Data excerpts:
[Start of Attachment]

use std::sync::Arc;

use axum::{
    extract::State,
    http::{HeaderMap, StatusCode},
    middleware::Next,
    response::Response,
};
use axum_extra::extract::cookie::CookieJar;
use chrono::Utc;

use stockbook_auth::{Hs256TokenCodec, validate_claims};

use crate::app::errors::json_error;
use crate::context::SessionContext;

/// Name of the session cookie carrying the signed token.
pub const SESSION_COOKIE: &str = "jwt";

#[derive(Clone)]
pub struct AuthState {
    pub tokens: Arc<Hs256TokenCodec>,
}

pub async fn auth_middleware(
    State(state): State<AuthState>,
    mut req: axum::http::Request<axum::body::Body>,
    next: Next,
) -> Result<Response, Response> {
    let token = extract_session_token(req.headers())?;

    let claims = state
        .tokens
        .decode(&token)
        .map_err(|_e| unauthorized("invalid session token"))?;

    validate_claims(&claims, Utc::now()).map_err(|e| unauthorized(e.to_string()))?;

    req.extensions_mut().insert(SessionContext::new(claims.sub));

    Ok(next.run(req).await)
}

fn extract_session_token(headers: &HeaderMap) -> Result<String, Response> {
    let jar = CookieJar::from_headers(headers);

    let token = jar
        .get(SESSION_COOKIE)
        .map(|c| c.value().trim().to_string())
        .ok_or_else(|| unauthorized("authentication required"))?;

    if token.is_empty() {
        return Err(unauthorized("authentication required"));
    }

    Ok(token)
}

fn unauthorized(message: impl Into<String>) -> Response {
    json_error(StatusCode::UNAUTHORIZED, message)
}
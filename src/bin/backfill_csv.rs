/// One-shot backfill written as CSV to stdout
/// Usage: cargo run --bin backfill_csv -- [config.toml] [count] > candles.csv
use std::io;

use anyhow::Context;
use serde::Serialize;
use tracing::info;
use tracing_subscriber::EnvFilter;

use candlefeed::{config::load_config, data::CandleStream, utils::epoch_to_rfc3339, Candle};

#[derive(Debug, Serialize)]
struct CandleRow {
    open_time: i64,
    timestamp: String,
    open: f64,
    high: f64,
    low: f64,
    close: f64,
    volume: f64,
    vwap: Option<f64>,
    placeholder: bool,
}

impl CandleRow {
    fn from_candle(candle: &Candle) -> anyhow::Result<Self> {
        Ok(CandleRow {
            open_time: candle.open_time(),
            timestamp: epoch_to_rfc3339(candle.open_time())?,
            open: candle.open(),
            high: candle.high(),
            low: candle.low(),
            close: candle.close(),
            volume: candle.volume(),
            vwap: candle.vwap(),
            placeholder: candle.is_placeholder(),
        })
    }
}

#[tokio::main]
async fn main() -> anyhow::Result<()> {
    // stdout carries the CSV
    tracing_subscriber::fmt()
        .with_writer(io::stderr)
        .with_env_filter(
            EnvFilter::try_from_default_env().unwrap_or_else(|_| EnvFilter::new("info")),
        )
        .init();

    let mut args = std::env::args().skip(1);
    let config_path = args.next().unwrap_or_else(|| "config.toml".to_string());
    let config = load_config(&config_path)
        .with_context(|| format!("loading configuration from {}", config_path))?;
    let count = match args.next() {
        Some(raw) => raw
            .parse::<usize>()
            .with_context(|| format!("invalid candle count: {}", raw))?,
        None => config.backfill.count,
    };

    info!(
        "📥 Backfilling {} {} candles of {} from {}",
        count, config.exchange.granularity, config.exchange.instrument, config.exchange.kind
    );

    let stream = CandleStream::new(config.supplier()?);
    let outcome = stream.historical_candles(count).await?;

    let mut writer = csv::Writer::from_writer(io::stdout().lock());
    for candle in &outcome.candles {
        writer.serialize(CandleRow::from_candle(candle)?)?;
    }
    writer.flush()?;

    let placeholders = outcome.candles.iter().filter(|c| c.is_placeholder()).count();
    info!(
        "✅ Wrote {} candles ({} placeholders, {:?}, {} pages, {} retries)",
        outcome.candles.len(),
        placeholders,
        outcome.status,
        outcome.pages,
        outcome.retries
    );
    Ok(())
}
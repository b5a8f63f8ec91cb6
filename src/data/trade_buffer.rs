/// Trade buffer for streamed prints
use std::collections::{HashMap, VecDeque};
use std::sync::Arc;
use tokio::sync::RwLock;

use crate::types::Print;

/// Recent prints for one instrument and the instant from which the tape is
/// known to be complete.
#[derive(Debug)]
struct Tape {
    prints: VecDeque<Print>,
    covered_from_ms: i64,
}

/// Buffer for storing recent prints per instrument
pub struct TradeBuffer {
    tapes: HashMap<String, Tape>,
    capacity: usize,
}

impl TradeBuffer {
    pub fn new(capacity: usize) -> Self {
        TradeBuffer {
            tapes: HashMap::new(),
            capacity: capacity.max(1),
        }
    }

    /// Record that every print for `symbol` from `from_ms` on will be pushed.
    /// Called when a feed (re)connects; earlier prints are discarded.
    pub fn mark_coverage(&mut self, symbol: &str, from_ms: i64) {
        let capacity = self.capacity;
        let tape = self.tapes.entry(symbol.to_string()).or_insert_with(|| Tape {
            prints: VecDeque::with_capacity(capacity),
            covered_from_ms: from_ms,
        });
        tape.prints.clear();
        tape.covered_from_ms = from_ms;
    }

    /// Add a print to the buffer
    pub fn push(&mut self, symbol: &str, print: Print) {
        let capacity = self.capacity;
        let tape = self.tapes.entry(symbol.to_string()).or_insert_with(|| Tape {
            prints: VecDeque::with_capacity(capacity),
            covered_from_ms: print.time_ms,
        });

        if tape.prints.len() >= capacity {
            if let Some(evicted) = tape.prints.pop_front() {
                tape.covered_from_ms = tape.covered_from_ms.max(evicted.time_ms + 1);
            }
        }
        tape.prints.push_back(print);
    }

    /// Get the last print for an instrument
    pub fn get_last(&self, symbol: &str) -> Option<&Print> {
        self.tapes.get(symbol)?.prints.back()
    }

    /// True when no print at or after `start_ms` has been evicted or missed
    pub fn covers(&self, symbol: &str, start_ms: i64) -> bool {
        self.tapes
            .get(symbol)
            .map_or(false, |tape| tape.covered_from_ms <= start_ms)
    }

    /// Prints inside `[start_ms, end_ms)`, in arrival order
    pub fn window(&self, symbol: &str, start_ms: i64, end_ms: i64) -> Vec<Print> {
        match self.tapes.get(symbol) {
            Some(tape) => tape
                .prints
                .iter()
                .filter(|p| p.time_ms >= start_ms && p.time_ms < end_ms)
                .copied()
                .collect(),
            None => Vec::new(),
        }
    }

    pub fn len(&self, symbol: &str) -> usize {
        self.tapes.get(symbol).map_or(0, |tape| tape.prints.len())
    }

    /// Clear buffer for an instrument
    pub fn clear(&mut self, symbol: &str) {
        self.tapes.remove(symbol);
    }
}

/// Thread-safe trade buffer shared between a feed task and the stream
pub struct ConcurrentTradeBuffer {
    buffer: Arc<RwLock<TradeBuffer>>,
}

impl ConcurrentTradeBuffer {
    pub fn new(capacity: usize) -> Self {
        ConcurrentTradeBuffer {
            buffer: Arc::new(RwLock::new(TradeBuffer::new(capacity))),
        }
    }

    pub async fn mark_coverage(&self, symbol: &str, from_ms: i64) {
        let mut buffer = self.buffer.write().await;
        buffer.mark_coverage(symbol, from_ms);
    }

    pub async fn push(&self, symbol: &str, print: Print) {
        let mut buffer = self.buffer.write().await;
        buffer.push(symbol, print);
    }

    /// Prints inside `[start_ms, end_ms)`, or `None` when the buffer cannot
    /// vouch for a complete tape from `start_ms`.
    pub async fn complete_window(&self, symbol: &str, start_ms: i64, end_ms: i64) -> Option<Vec<Print>> {
        let buffer = self.buffer.read().await;
        if buffer.covers(symbol, start_ms) {
            Some(buffer.window(symbol, start_ms, end_ms))
        } else {
            None
        }
    }

    pub async fn len(&self, symbol: &str) -> usize {
        let buffer = self.buffer.read().await;
        buffer.len(symbol)
    }

    pub async fn clear(&self, symbol: &str) {
        let mut buffer = self.buffer.write().await;
        buffer.clear(symbol);
    }
}
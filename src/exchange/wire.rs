/// Tolerant decoding of exchange payload fields
///
/// Exchanges disagree on whether prices are JSON numbers or strings and on
/// whether timestamps are seconds, milliseconds or RFC 3339 text. These
/// helpers accept all of them and fail with a `Parse` error otherwise.
use serde_json::Value;

use crate::error::{CandleError, Result};
use crate::utils::{normalize_epoch_ms, rfc3339_to_epoch_ms, MILLIS_THRESHOLD};

/// Numeric field that may be encoded as a number or a decimal string
pub fn decimal(value: &Value, context: &str) -> Result<f64> {
    let parsed = match value {
        Value::Number(n) => n.as_f64(),
        Value::String(s) => s.trim().parse::<f64>().ok(),
        _ => None,
    };
    parsed
        .filter(|v| v.is_finite())
        .ok_or_else(|| CandleError::parse(context, &value.to_string()))
}

/// Integer field that may be encoded as a number or a digit string
pub fn integer(value: &Value, context: &str) -> Result<i64> {
    let parsed = match value {
        Value::Number(n) => n.as_i64(),
        Value::String(s) => s.trim().parse::<i64>().ok(),
        _ => None,
    };
    parsed.ok_or_else(|| CandleError::parse(context, &value.to_string()))
}

/// Timestamp in epoch milliseconds from seconds, millis, a numeric string
/// (`"1476716400.000000000"`) or RFC 3339 text.
pub fn epoch_ms(value: &Value, context: &str) -> Result<i64> {
    let parsed = match value {
        Value::Number(n) => match n.as_i64() {
            Some(i) => Some(normalize_epoch_ms(i)),
            None => n.as_f64().map(fractional_epoch_to_ms),
        },
        Value::String(s) => {
            let s = s.trim();
            if let Ok(i) = s.parse::<i64>() {
                Some(normalize_epoch_ms(i))
            } else if let Ok(f) = s.parse::<f64>() {
                Some(fractional_epoch_to_ms(f))
            } else {
                rfc3339_to_epoch_ms(s)
            }
        }
        _ => None,
    };
    parsed.ok_or_else(|| CandleError::parse(context, &value.to_string()))
}

/// Timestamp in epoch seconds (sub-second part truncated)
pub fn epoch_secs(value: &Value, context: &str) -> Result<i64> {
    epoch_ms(value, context).map(|ms| ms.div_euclid(1000))
}

/// Fractional seconds, or fractional millis past the same magnitude
/// threshold as the integer forms
fn fractional_epoch_to_ms(raw: f64) -> i64 {
    if raw.abs() >= MILLIS_THRESHOLD as f64 {
        raw.floor() as i64
    } else {
        (raw * 1000.0).floor() as i64
    }
}

/// Field lookup on an object-per-record payload
pub fn field<'a>(record: &'a Value, key: &str, context: &str) -> Result<&'a Value> {
    record
        .get(key)
        .ok_or_else(|| CandleError::parse(format!("{}: missing '{}'", context, key), &record.to_string()))
}

/// Positional lookup on an array-per-record payload
pub fn column<'a>(record: &'a Value, index: usize, context: &str) -> Result<&'a Value> {
    record.get(index).ok_or_else(|| {
        CandleError::parse(format!("{}: missing column {}", context, index), &record.to_string())
    })
}

/// The payload itself, or a named member, as an array
pub fn array<'a>(body: &'a Value, key: Option<&str>, context: &str) -> Result<&'a Vec<Value>> {
    let target = match key {
        Some(k) => body.get(k).unwrap_or(&Value::Null),
        None => body,
    };
    target
        .as_array()
        .ok_or_else(|| CandleError::parse(format!("{}: expected an array", context), &body.to_string()))
}
/// Historical backfill and in-progress candle supply for one instrument
use std::sync::Arc;

use chrono::{DateTime, Utc};
use futures_util::stream::{self, Stream};
use tracing::{debug, error, info, warn};

use crate::data::cursor::{CursorState, CursorToken, CursorTracker, PaginationCursor};
use crate::data::in_progress::reconstruct;
use crate::data::series::SeriesBuilder;
use crate::error::{CandleError, Result};
use crate::exchange::connector::{ApiRequest, Connector, RawResponse};
use crate::exchange::dialect::{dialect_for, Dialect, InProgressPlan, TradePage};
use crate::exchange::granularity::{self, sub_period_granularity};
use crate::types::{Candle, ExchangeKind, Granularity, GranularitySet, InProgressCandle, Print};
use crate::utils::{ExchangeLimiter, RetryPolicy};

/// Trade pages read for one in-progress rebuild before switching to
/// sub-period candles
const DEFAULT_TRADE_PAGE_LIMIT: u32 = 20;

/// Shared request path: limiter slot, connector call, retry on transient
/// failures.
#[derive(Clone)]
struct Fetcher {
    connector: Arc<dyn Connector>,
    dialect: Arc<dyn Dialect>,
    limiter: Arc<ExchangeLimiter>,
    retry: RetryPolicy,
}

impl Fetcher {
    async fn send(&self, request: &ApiRequest, what: &str) -> Result<(RawResponse, u32)> {
        let connector = &self.connector;
        let limiter = &self.limiter;
        self.retry
            .run(what, || async move {
                let _permit = limiter.acquire().await;
                connector.request(request).await
            })
            .await
    }

    async fn fetch_candles(
        &self,
        instrument: &str,
        granularity: Granularity,
        end_exclusive: i64,
        limit: usize,
    ) -> Result<(Vec<Candle>, u32)> {
        let request = self
            .dialect
            .candle_request(instrument, granularity, end_exclusive, limit)?;
        let (response, retries) = self.send(&request, "candle page").await?;
        let candles = self.dialect.decode_candles(granularity, &response, false)?;
        Ok((candles, retries))
    }
}
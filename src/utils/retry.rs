/// Bounded exponential backoff for retryable exchange failures
use std::future::Future;
use std::time::Duration;
use tracing::{error, warn};

use crate::error::{CandleError, Result};

#[derive(Debug, Clone, Copy, PartialEq, Eq)]
pub struct RetryPolicy {
    pub max_retries: u32,
    pub base_delay: Duration,
    pub max_delay: Duration,
}

impl Default for RetryPolicy {
    fn default() -> Self {
        RetryPolicy {
            max_retries: 4,
            base_delay: Duration::from_millis(250),
            max_delay: Duration::from_secs(8),
        }
    }
}

impl RetryPolicy {
    pub fn new(max_retries: u32, base_delay: Duration, max_delay: Duration) -> Self {
        RetryPolicy {
            max_retries,
            base_delay,
            max_delay,
        }
    }

    /// Never retry
    pub fn none() -> Self {
        RetryPolicy {
            max_retries: 0,
            base_delay: Duration::ZERO,
            max_delay: Duration::ZERO,
        }
    }

    /// Delay before retry number `retry` (1-based)
    pub fn delay_for(&self, retry: u32) -> Duration {
        let exp = retry.saturating_sub(1).min(16);
        let delay = self.base_delay.saturating_mul(1u32 << exp);
        delay.min(self.max_delay)
    }

    /// Run `op` until it succeeds, fails terminally, or the budget is spent.
    /// Returns the value together with the number of retries consumed.
    pub async fn run<T, F, Fut>(&self, what: &str, mut op: F) -> Result<(T, u32)>
    where
        F: FnMut() -> Fut,
        Fut: Future<Output = Result<T>>,
    {
        let mut retries = 0;
        loop {
            match op().await {
                Ok(value) => return Ok((value, retries)),
                Err(e) if e.is_retryable() => {
                    if retries >= self.max_retries {
                        error!(
                            "{} failed after {} attempts: {} ({})",
                            what,
                            retries + 1,
                            e,
                            e.error_code()
                        );
                        return Err(CandleError::RetriesExhausted {
                            attempts: retries + 1,
                            last: Box::new(e),
                        });
                    }
                    retries += 1;
                    let delay = self.delay_for(retries);
                    if e.is_rate_limited() {
                        warn!(
                            "🚦 {} rate limited, retry {}/{} in {:?}",
                            what, retries, self.max_retries, delay
                        );
                    } else {
                        warn!(
                            "{} failed ({}), retry {}/{} in {:?}",
                            what,
                            e.error_code(),
                            retries,
                            self.max_retries,
                            delay
                        );
                    }
                    tokio::time::sleep(delay).await;
                }
                Err(e) => return Err(e),
            }
        }
    }
}
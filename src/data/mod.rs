pub mod cursor;
pub mod series;
pub mod in_progress;
pub mod trade_buffer;
pub mod supplier;
pub mod stream;

pub use cursor::{CursorState, CursorToken, CursorTracker, PaginationCursor};
pub use in_progress::reconstruct;
pub use series::SeriesBuilder;
pub use stream::CandleStream;
pub use supplier::{Backfill, BackfillOutcome, BackfillStatus, CandleDataSupplier, Termination};
pub use trade_buffer::{ConcurrentTradeBuffer, TradeBuffer};
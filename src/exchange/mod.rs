pub mod connector;
pub mod http;
pub mod wire;
pub mod granularity;
pub mod dialect;
pub mod oanda;
pub mod binance;
pub mod coinbase;
pub mod feed;

#[cfg(test)]
pub mod mock;

pub use connector::{ApiRequest, Connector, HttpMethod, RawResponse};
pub use dialect::{dialect_for, Dialect, InProgressPlan, TradePage};
pub use feed::TradeFeed;
pub use granularity::{supported_granularities, validate};
pub use http::{Credentials, HttpConnector};
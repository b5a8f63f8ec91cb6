/// Raw request contract shared by every exchange connector
use async_trait::async_trait;
use serde_json::Value;

use crate::error::Result;
use crate::types::ExchangeKind;

#[derive(Debug, Clone, Copy, PartialEq, Eq)]
pub enum HttpMethod {
    Get,
    Post,
}

impl HttpMethod {
    pub fn as_str(&self) -> &str {
        match self {
            HttpMethod::Get => "GET",
            HttpMethod::Post => "POST",
        }
    }
}

/// One exchange call: verb, path and optional query/body
#[derive(Debug, Clone, PartialEq)]
pub struct ApiRequest {
    pub method: HttpMethod,
    pub path: String,
    pub query: Vec<(String, String)>,
    pub body: Option<Value>,
}

impl ApiRequest {
    pub fn get(path: impl Into<String>) -> Self {
        ApiRequest {
            method: HttpMethod::Get,
            path: path.into(),
            query: Vec::new(),
            body: None,
        }
    }

    pub fn post(path: impl Into<String>, body: Value) -> Self {
        ApiRequest {
            method: HttpMethod::Post,
            path: path.into(),
            query: Vec::new(),
            body: Some(body),
        }
    }

    pub fn param(mut self, key: &str, value: impl ToString) -> Self {
        self.query.push((key.to_string(), value.to_string()));
        self
    }

    pub fn query_value(&self, key: &str) -> Option<&str> {
        self.query
            .iter()
            .find(|(k, _)| k == key)
            .map(|(_, v)| v.as_str())
    }
}

/// Parsed HTTP 200 body plus the exchange's continuation header, if any
#[derive(Debug, Clone, PartialEq)]
pub struct RawResponse {
    pub body: Value,
    pub continuation: Option<String>,
}

impl RawResponse {
    pub fn new(body: Value) -> Self {
        RawResponse {
            body,
            continuation: None,
        }
    }

    pub fn with_continuation(mut self, token: impl Into<String>) -> Self {
        self.continuation = Some(token.into());
        self
    }
}

/// Executes raw requests against one exchange. Implementations attach their
/// credentials to every request and never retry internally.
#[async_trait]
pub trait Connector: Send + Sync {
    fn exchange(&self) -> ExchangeKind;

    async fn request(&self, request: &ApiRequest) -> Result<RawResponse>;
}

[End of Attachment]

**PROBLEM DESCRIPTION:** In the records above, some lines hold the word "payload"; copy each such line.

**FINISHED TASK:**
/// Tolerant decoding of exchange payload fields
/// Field lookup on an object-per-record payload
/// Positional lookup on an array-per-record payload
/// The payload itself, or a named member, as an array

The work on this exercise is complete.